Essas são informações que só poderiam ter vindo de pessoas que estavam muito bem enfronhadas com toda a situação política do Brasil e especificamente com a situação das forças militares em Minas Gerais. Esse fato comprova a estreita ligação entre o movimento dos estudantes na Europa e os inconfidentes de Minas. Tiradentes era uma das pessoas que mais dominava a situação política e social do Brasil. Fazia discursos repletos de dados, muitos deles presentes no relatório de Jefferson, e conhecia como ninguém a situação militar. Foi o alferes quem recrutou praticamente todos os militares envolvidos na Inconfidência. Só ele poderia ter feito chegar essas informações ao estudante “Vandek” ou até mesmo diretamente a Jefferson.
DÍVIDA HISTÓRICA
Não há dúvida, portanto, com todos esses dados e informações, que o movimento estudantil teve uma participação decisiva em todo o processo de preparação e montagem da Inconfidência Mineira. Eles foram grandes aliados de Tiradentes. O que nos parece é que, se José Joaquim da Maia não tivesse morrido antes de viajar para o Brasil, o alferes teria tido nele um poderoso aliado nas articulações que deveriam ser feitas no Rio de Janeiro nos dias que antecederam o levante. Certamente este estudante brasileiro, assim como os outros que enfrentaram a repressão portuguesa e vieram para o Brasil lutar pela independência, merecem um lugar de maior destaque em nossa histórica. Temos uma dívida com eles e devemos pagá-la com o nosso reconhecimento.

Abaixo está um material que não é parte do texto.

//! Address exchange protocol.
//!
//! Requests the peer's known addresses on attach, answers the peer's
//! requests with a bounded sample from the host pool, and submits every
//! gossiped address to the pool. On revival ticks the request is re-issued
//! only while the pool sits below its low-water mark, so long-lived
//! channels restock a drained pool without spamming a full one.

use crate::config::MAX_ADDRESSES_PER_MESSAGE;
use crate::protocol::{Action, Protocol};
use crate::wire::Message;

/// Fraction of the pool capacity used as the revival low-water mark.
const LOW_WATER_DIVISOR: usize = 4;

/// Address exchange state for one channel.
pub struct AddressProtocol {
    /// Pool size below which revival re-requests addresses.
    low_water: usize,
}

impl AddressProtocol {
    /// Create the protocol for a pool of the given capacity.
    pub fn new(pool_capacity: usize) -> Self {
        Self {
            low_water: (pool_capacity / LOW_WATER_DIVISOR).max(1),
        }
    }
}

impl Protocol for AddressProtocol {
    fn name(&self) -> &'static str {
        "address"
    }

    fn on_attach(&mut self) -> Vec<Action> {
        vec![Action::Send(Message::GetAddresses)]
    }

    fn on_message(&mut self, message: &Message) -> Option<Vec<Action>> {
        match message {
            Message::GetAddresses => Some(vec![Action::SendAddresses {
                max: MAX_ADDRESSES_PER_MESSAGE,
            }]),
            Message::Addresses(list) => {
                tracing::debug!(count = list.len(), "received address gossip");
                Some(vec![Action::StoreAddresses(list.clone())])
            }
            _ => None,
        }
    }

    fn on_revival(&mut self) -> Vec<Action> {
        vec![Action::RequestAddresses {
            below: self.low_water,
        }]
    }
}

#[cfg(test)]
mod tests {
    use super::*;
    use crate::wire::NetworkAddress;

    #[test]
    fn test_attach_requests_addresses() {
        let mut address = AddressProtocol::new(1000);
        assert_eq!(
            address.on_attach(),
            vec![Action::Send(Message::GetAddresses)]
        );
    }

    #[test]
    fn test_request_answered_with_bounded_sample() {
        let mut address = AddressProtocol::new(1000);
        let actions = address.on_message(&Message::GetAddresses).unwrap();
        assert_eq!(
            actions,
            vec![Action::SendAddresses {
                max: MAX_ADDRESSES_PER_MESSAGE
            }]
        );
    }

    #[test]
    fn test_gossip_is_stored() {
        let mut address = AddressProtocol::new(1000);
        let list = vec![NetworkAddress::new("203.0.113.1".parse().unwrap(), 7333, 1)];

        let actions = address.on_message(&Message::Addresses(list.clone())).unwrap();
        assert_eq!(actions, vec![Action::StoreAddresses(list)]);
    }

    #[test]
    fn test_revival_request_is_gated_on_low_water() {
        let mut address = AddressProtocol::new(1000);
        assert_eq!(
            address.on_revival(),
            vec![Action::RequestAddresses { below: 250 }]
        );
    }

    #[test]
    fn test_low_water_has_a_floor() {
        let mut address = AddressProtocol::new(0);
        assert_eq!(
            address.on_revival(),
            vec![Action::RequestAddresses { below: 1 }]
        );
    }

    #[test]
    fn test_ping_not_claimed() {
        let mut address = AddressProtocol::new(1000);
        assert!(address.on_message(&Message::Ping(1)).is_none());
    }
}
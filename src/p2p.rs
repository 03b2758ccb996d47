//! The top-level networking coordinator.
//!
//! Owns the worker pool, the registries, the event bus, and the manual
//! session, and sequences the start/run/stop lifecycle. Every method other
//! than `start` and `stop` is safe to call from any task.

use std::net::SocketAddr;
use std::sync::atomic::{AtomicBool, Ordering};
use std::sync::{Arc, Mutex};

use tokio::sync::oneshot;

use crate::channel::Channel;
use crate::config::Settings;
use crate::context::Context;
use crate::error::{P2pError, P2pResult};
use crate::session::{InboundSession, ManualSession, OutboundSession, SeedSession};
use crate::subscription::ChannelEvent;
use crate::wire::{Message, NetworkAddress};

/// The peer-to-peer networking service.
///
/// ```no_run
/// use galena_p2p::{P2p, Settings};
///
/// # async fn example() -> galena_p2p::P2pResult<()> {
/// let p2p = P2p::new(Settings::testnet());
/// p2p.start().await?;
/// p2p.run().await?;
/// // ...
/// p2p.close().await;
/// # Ok(())
/// # }
/// ```
pub struct P2p {
    context: Arc<Context>,
    /// Lifecycle flag; the subscriber bus carries its own copy under the
    /// mutex shared with `subscribe`.
    stopped: AtomicBool,
    /// Kept reachable so `connect` works after `start`.
    manual: Mutex<Option<Arc<ManualSession>>>,
}

impl P2p {
    /// Construct the service in the stopped state.
    pub fn new(settings: Settings) -> Self {
        Self {
            context: Context::new(settings),
            stopped: AtomicBool::new(true),
            manual: Mutex::new(None),
        }
    }

    /// The settings this service was built with.
    pub fn settings(&self) -> &Settings {
        &self.context.settings
    }

    /// Current blockchain height advertised during handshakes.
    pub fn height(&self) -> u64 {
        self.context.height()
    }

    /// Record a new blockchain height.
    pub fn set_height(&self, value: u64) {
        self.context.set_height(value);
    }

    fn is_stopped(&self) -> bool {
        self.stopped.load(Ordering::Acquire)
    }

    /// Start the service: manual session, hosts file load, then seeding.
    ///
    /// Fails with `OperationFailed` if already started. Any stage error is
    /// surfaced and leaves the service in its partial state; it must be
    /// stopped before another start.
    pub async fn start(&self) -> P2pResult<()> {
        if self
            .stopped
            .compare_exchange(true, false, Ordering::AcqRel, Ordering::Acquire)
            .is_err()
        {
            return Err(P2pError::OperationFailed("already started".to_string()));
        }

        // Coalesce work left over from a previous run before accepting new
        // work on the facilities.
        self.context.pool.join().await;
        self.context.pool.start();
        self.context.subscriber.start();
        self.context.connections.start().await;

        let manual = ManualSession::new(self.context.clone());
        if let Err(e) = manual.start().await {
            tracing::error!(error = %e, "error starting manual session");
            return Err(e);
        }
        *self.manual.lock().expect("manual session poisoned") = Some(manual);
        if self.is_stopped() {
            return Err(P2pError::ServiceStopped);
        }

        if let Err(e) = self.context.hosts.load().await {
            tracing::error!(error = %e, "error loading host addresses");
            return Err(e);
        }
        if self.is_stopped() {
            return Err(P2pError::ServiceStopped);
        }

        let seed = SeedSession::new(self.context.clone());
        if let Err(e) = seed.start().await {
            tracing::error!(error = %e, "error seeding host addresses");
            return Err(e);
        }
        if self.is_stopped() {
            return Err(P2pError::ServiceStopped);
        }

        tracing::info!("network started");
        Ok(())
    }

    /// Run the service: inbound acceptor, then outbound maintenance.
    /// Legal only after a successful [`P2p::start`].
    pub async fn run(&self) -> P2pResult<()> {
        if self.is_stopped() {
            return Err(P2pError::ServiceStopped);
        }

        let inbound = InboundSession::new(self.context.clone());
        if let Err(e) = inbound.start().await {
            tracing::error!(error = %e, "error starting inbound session");
            return Err(e);
        }
        if self.is_stopped() {
            return Err(P2pError::ServiceStopped);
        }

        let outbound = OutboundSession::new(self.context.clone());
        if let Err(e) = outbound.start().await {
            tracing::error!(error = %e, "error starting outbound session");
            return Err(e);
        }
        if self.is_stopped() {
            return Err(P2pError::ServiceStopped);
        }

        tracing::info!("network running");
        Ok(())
    }

    /// Stop the service, returning the hosts file save result.
    ///
    /// Idempotent: a second stop returns `ServiceStopped` and does nothing.
    /// All shutdown work is queued before this returns; pending subscribers
    /// are flushed, every channel stops with `ServiceStopped`, and the pool
    /// refuses further work.
    pub async fn stop(&self) -> P2pResult<()> {
        if self
            .stopped
            .compare_exchange(false, true, Ordering::AcqRel, Ordering::Acquire)
            .is_err()
        {
            return Err(P2pError::ServiceStopped);
        }

        *self.manual.lock().expect("manual session poisoned") = None;
        self.context.subscriber.stop();
        self.context
            .connections
            .stop(P2pError::ServiceStopped)
            .await;

        let saved = self.context.hosts.save().await;
        if let Err(e) = &saved {
            tracing::error!(error = %e, "error saving hosts file");
        }

        self.context.pool.shutdown();
        tracing::info!("network stopped");
        saved
    }

    /// Stop (ignoring the result) and wait for all queued work to finish.
    pub async fn close(&self) {
        let _ = self.stop().await;
        self.context.pool.join().await;
    }

    // Connections registry.

    /// Whether a channel to the address's IP exists.
    pub async fn connected(&self, addr: &SocketAddr) -> bool {
        self.context.connections.exists(addr).await
    }

    /// Store a channel in the registry.
    pub async fn store_channel(&self, channel: Arc<Channel>) -> P2pResult<()> {
        self.context.connections.store(channel).await
    }

    /// Remove a channel from the registry.
    pub async fn remove_channel(&self, channel: &Arc<Channel>) -> P2pResult<()> {
        self.context.connections.remove(channel).await
    }

    /// Number of live channels.
    pub async fn connected_count(&self) -> usize {
        self.context.connections.count().await
    }

    /// Send a message to every live channel, returning the delivery count.
    pub async fn broadcast(&self, message: Message) -> usize {
        self.context.connections.broadcast(message).await
    }

    // Hosts store.

    /// Fetch a random candidate address from the pool.
    pub async fn fetch_address(&self) -> P2pResult<NetworkAddress> {
        self.context.hosts.fetch().await
    }

    /// Store one address in the pool.
    pub async fn store_address(&self, address: NetworkAddress) -> P2pResult<()> {
        self.context.hosts.store(address).await
    }

    /// Store a batch of addresses in the pool.
    pub async fn store_addresses(&self, addresses: Vec<NetworkAddress>) -> P2pResult<()> {
        self.context.hosts.store_many(addresses).await
    }

    /// Remove an address from the pool.
    pub async fn remove_address(&self, address: &SocketAddr) -> P2pResult<()> {
        self.context.hosts.remove(address).await
    }

    /// Number of pooled addresses.
    pub async fn address_count(&self) -> usize {
        self.context.hosts.count().await
    }

    // Pending registry.

    /// Register a channel in handshake.
    pub async fn pend(&self, channel: Arc<Channel>) -> P2pResult<()> {
        self.context.pending.store(channel).await
    }

    /// Deregister a channel in handshake.
    pub async fn unpend(&self, channel: &Arc<Channel>) -> P2pResult<()> {
        self.context.pending.remove(channel).await
    }

    /// Whether a handshake nonce is registered.
    pub async fn pent(&self, nonce: u64) -> bool {
        self.context.pending.exists(nonce).await
    }

    /// Number of handshakes in flight.
    pub async fn pent_count(&self) -> usize {
        self.context.pending.count().await
    }

    // Manual connections.

    /// Maintain a connection to `host:port`.
    pub fn connect(&self, host: &str, port: u16) {
        let _ = self.connect_with_handler(host, port);
    }

    /// Maintain a connection to `host:port`; the receiver completes exactly
    /// once with the first established channel or the final error.
    pub fn connect_with_handler(
        &self,
        host: &str,
        port: u16,
    ) -> oneshot::Receiver<P2pResult<Arc<Channel>>> {
        let manual = self.manual.lock().expect("manual session poisoned").clone();
        match manual {
            Some(session) if !self.is_stopped() => session.connect_with_handler(host, port),
            _ => {
                let (tx, rx) = oneshot::channel();
                let _ = tx.send(Err(P2pError::ServiceStopped));
                rx
            }
        }
    }

    // Subscription bus.

    /// Register for the next channel event: the next promoted channel, or
    /// `ServiceStopped` when the service shuts down.
    pub fn subscribe(&self) -> P2pResult<oneshot::Receiver<ChannelEvent>> {
        self.context.subscriber.subscribe()
    }

    /// Deliver a channel event to all registered subscribers. Reachable for
    /// embedders but primarily driven by channel promotion.
    pub fn relay(&self, event: ChannelEvent) {
        self.context.subscriber.relay(event);
    }
}

#[cfg(test)]
mod tests {
    use super::*;
    use tempfile::tempdir;

    fn quiet_settings(dir: &std::path::Path) -> Settings {
        // No listening, no outbound maintenance, no seeds: lifecycle only.
        Settings::mainnet()
            .with_inbound_port(0)
            .with_outbound_connections(0)
            .with_seeds(Vec::new())
            .with_hosts_file(dir.join("hosts.json"))
    }

    /// Pre-write a stocked hosts file so `start` skips seeding.
    async fn stock_hosts(settings: &Settings) {
        crate::hosts::file::save(
            &settings.hosts_file,
            &[NetworkAddress::new("203.0.113.1".parse().unwrap(), 7333, 1)],
        )
        .await
        .unwrap();
    }

    #[tokio::test]
    async fn test_height_roundtrip() {
        let dir = tempdir().unwrap();
        let p2p = P2p::new(quiet_settings(dir.path()));
        assert_eq!(p2p.height(), 0);
        p2p.set_height(812_000);
        assert_eq!(p2p.height(), 812_000);
    }

    #[tokio::test]
    async fn test_double_start_fails() {
        let dir = tempdir().unwrap();
        let settings = quiet_settings(dir.path());
        stock_hosts(&settings).await;
        let p2p = P2p::new(settings);

        p2p.start().await.unwrap();
        assert!(matches!(
            p2p.start().await,
            Err(P2pError::OperationFailed(_))
        ));

        p2p.close().await;
    }

    #[tokio::test]
    async fn test_stop_is_idempotent() {
        let dir = tempdir().unwrap();
        let settings = quiet_settings(dir.path());
        stock_hosts(&settings).await;
        let p2p = P2p::new(settings);

        p2p.start().await.unwrap();
        assert!(p2p.stop().await.is_ok());
        assert_eq!(p2p.stop().await, Err(P2pError::ServiceStopped));
        p2p.close().await;
    }

    #[tokio::test]
    async fn test_run_before_start_fails() {
        let dir = tempdir().unwrap();
        let p2p = P2p::new(quiet_settings(dir.path()));
        assert_eq!(p2p.run().await, Err(P2pError::ServiceStopped));
    }

    #[tokio::test]
    async fn test_subscribe_after_stop_fails() {
        let dir = tempdir().unwrap();
        let settings = quiet_settings(dir.path());
        stock_hosts(&settings).await;
        let p2p = P2p::new(settings);

        p2p.start().await.unwrap();
        let pending = p2p.subscribe().unwrap();

        let _ = p2p.stop().await;
        assert_eq!(
            pending.await.unwrap().err(),
            Some(P2pError::ServiceStopped)
        );
        assert_eq!(p2p.subscribe().err(), Some(P2pError::ServiceStopped));
        p2p.close().await;
    }

    #[tokio::test]
    async fn test_connect_when_stopped_delivers_service_stopped() {
        let dir = tempdir().unwrap();
        let p2p = P2p::new(quiet_settings(dir.path()));
        let rx = p2p.connect_with_handler("127.0.0.1", 1);
        assert_eq!(rx.await.unwrap().err(), Some(P2pError::ServiceStopped));
    }
}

É verdade que pelo menos um dos 12 estudantes que participaram do “Pacto de Coimbra”, José Bonifácio, assistiria, mais tarde – por outros caminhos, e com uma grande ajuda sua – os objetivos defendidos pelo grupo serem conquistados. Ao voltar ao Brasil ele tornar-se-ia o “Patriarca da Independência”. Não foi à toa, portanto, que Martinho de Melo e Castro, então ministro para Assuntos Ultramarinos de Portugal (principal ministério responsável pelo assalto às riquezas brasileiras), disse a um seu auxiliar, em 1789, que não deixasse Bonifácio voltar ao Brasil, “senão ele nos trará muito mais problemas do que os que nós já temos por lá”. A história mostrou que o ministro estava coberto de razão.